- Manak Location in Punjab, India Manak Manak (India)
- Coordinates: 31°09′44″N 75°09′02″E﻿ / ﻿31.1621066°N 75.1506239°E
- Country: India
- State: Punjab
- District: Jalandhar
- Tehsil: Shahkot

Government
- • Type: Panchayat raj
- • Body: Gram panchayat
- Elevation: 240 m (790 ft)

Population (2011)
- • Total: 1,116
- Sex ratio 554/562 ♂/♀

Languages
- • Official: Punjabi
- Time zone: UTC+5:30 (IST)
- ISO 3166 code: IN-PB
- Vehicle registration: PB- 08
- Website: jalandhar.nic.in

= Manak, Jalandhar =

Manak is a village in Shahkot in Jalandhar district of Punjab State, India.
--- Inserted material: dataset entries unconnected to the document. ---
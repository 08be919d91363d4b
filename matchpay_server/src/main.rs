use dotenvy::dotenv;
use log::info;
use matchpay_server::{cli::handle_command_line_args, config::ServerConfig, server::run_server};

#[actix_web::main]
async fn main() {
    dotenv().ok();
    env_logger::init();
    if handle_command_line_args() {
        return;
    }
    let config = ServerConfig::from_env_or_default();

    info!("🚀️ Starting server on {}:{}", config.host, config.port);
    match run_server(config).await {
        Ok(_) => println!("Bye!"),
        Err(e) => eprintln!("{e}"),
    }
}
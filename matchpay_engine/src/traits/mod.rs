//! # Storage and collaborator contracts.
//!
//! This module defines the interface contracts that database *backends* and external collaborators must satisfy to
//! drive the matchmaking and settlement engines.
//!
//! ## Matchmaking
//! The [`MatchmakingDatabase`] trait owns the swipe → match state machine at the storage level: the atomic upsert of
//! swipe decisions, the uniqueness guarantee on the canonical match pair, and the undo flow that dissolves a match
//! together with the swipe that completed it.
//!
//! ## Settlement
//! The [`SettlementDatabase`] trait owns the ledger: transaction inserts, the conditional (compare-and-set) status
//! transitions that make the client-callback/webhook race safe, atomic wallet credits and conditional debits, and the
//! payout lifecycle. The [`PaymentRail`] trait is the narrow interface to the external payment gateway; the engine
//! never talks HTTP itself.
//!
//! ## Social surface
//! [`MessageManagement`], [`NotificationManagement`] and [`ExploreManagement`] cover chat history, the notification
//! inbox and the explore feed respectively. They carry no cross-record invariants and exist so the server can stay
//! backend-agnostic.
mod chat;
mod data_objects;
mod explore;
mod matchmaking;
mod notifications;
mod payment_rail;
mod settlement;

pub use chat::{ChatApiError, MessageManagement};
pub use data_objects::{CaptureOutcome, FailureOutcome, Settlement};
pub use explore::{ExploreApiError, ExploreManagement};
pub use matchmaking::{MatchmakingDatabase, MatchmakingError};
pub use notifications::{NotificationApiError, NotificationManagement};
pub use payment_rail::{GatewayError, PaymentRail, RailOrder, RailPayout};
pub use settlement::{SettlementDatabase, SettlementError};
//! Wires engine events to the presence relay.
//!
//! The engine persists matches, messages and settlement notifications itself; these hooks only get the news
//! onto an open `/live` stream faster. Delivery is best-effort by design: an offline user reads the durable
//! inbox on their next fetch, so a dropped frame loses nothing.
use std::sync::Arc;

use log::*;
use matchpay_engine::{
    events::{EventHooks, MatchCreatedEvent, MessageSentEvent, PaymentSettledEvent},
    relay::{PresenceRelay, RelayFrame},
};

/// Buffer size for the event dispatch channels.
pub const RELAY_EVENT_BUFFER_SIZE: usize = 25;

pub fn live_delivery_hooks(relay: Arc<PresenceRelay>) -> EventHooks {
    let mut hooks = EventHooks::default();
    let on_match = Arc::clone(&relay);
    hooks.on_match_created(move |ev: MatchCreatedEvent| {
        let relay = Arc::clone(&on_match);
        Box::pin(async move {
            let m = ev.match_record;
            debug!("📬️💘️ Pushing match {} to {} and {}", m.id, m.user_a, m.user_b);
            for user in [m.user_a.clone(), m.user_b.clone()] {
                relay.deliver(&user, RelayFrame::MatchCreated { match_record: m.clone() });
            }
        })
    });
    let on_message = Arc::clone(&relay);
    hooks.on_message_sent(move |ev: MessageSentEvent| {
        let relay = Arc::clone(&on_message);
        Box::pin(async move {
            let message = ev.message;
            trace!("📬️💬️ Pushing message {} to {}", message.id, message.receiver_id);
            let receiver = message.receiver_id.clone();
            relay.deliver(&receiver, RelayFrame::Message { message });
        })
    });
    hooks.on_payment_settled(move |ev: PaymentSettledEvent| {
        let relay = Arc::clone(&relay);
        Box::pin(async move {
            let settlement = ev.settlement;
            // Fee entries carry no payee; nothing to push in that case
            let Some(payee) = settlement.transaction.related_user_id.clone() else {
                return;
            };
            info!("📬️💰️ {payee} was credited {}", settlement.payee_amount);
            relay.deliver(&payee, RelayFrame::PaymentSettled { settlement });
        })
    });
    hooks
}
use std::fmt::Debug;

use crate::{
    db_types::{NewNotification, Notification, UserId},
    traits::{NotificationApiError, NotificationManagement},
};

/// `NotificationsApi` is the read/ack surface over the notification inbox.
pub struct NotificationsApi<B> {
    db: B,
}

impl<B: Debug> Debug for NotificationsApi<B> {
    fn fmt(&self, f: &mut std::fmt::Formatter<'_>) -> std::fmt::Result {
        write!(f, "NotificationsApi ({:?})", self.db)
    }
}

impl<B> NotificationsApi<B>
where B: NotificationManagement
{
    pub fn new(db: B) -> Self {
        Self { db }
    }

    pub async fn record(&self, notification: NewNotification) -> Result<Notification, NotificationApiError> {
        self.db.insert_notification(notification).await
    }

    pub async fn inbox(&self, user: &UserId) -> Result<Vec<Notification>, NotificationApiError> {
        self.db.notifications_for(user).await
    }

    pub async fn mark_as_read(&self, id: i64) -> Result<Notification, NotificationApiError> {
        self.db.mark_as_read(id).await
    }

    pub async fn clear(&self, user: &UserId) -> Result<u64, NotificationApiError> {
        self.db.clear_notifications(user).await
    }
}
It is located 25 km from Shahkot, 33 km from Nakodar, 47 km from district headquarter Jalandhar and 188 km from state capital Chandigarh. The village is administrated by a sarpanch who is an elected representative of village as per Panchayati raj (India).

== Transport ==
Shahkot Malisian station is the nearest train station. The village is 94 km away from domestic airport in Ludhiana and the nearest international airport is located in Chandigarh also Sri Guru Ram Dass Jee International Airport is the second nearest airport which is 98 km away in Amritsar.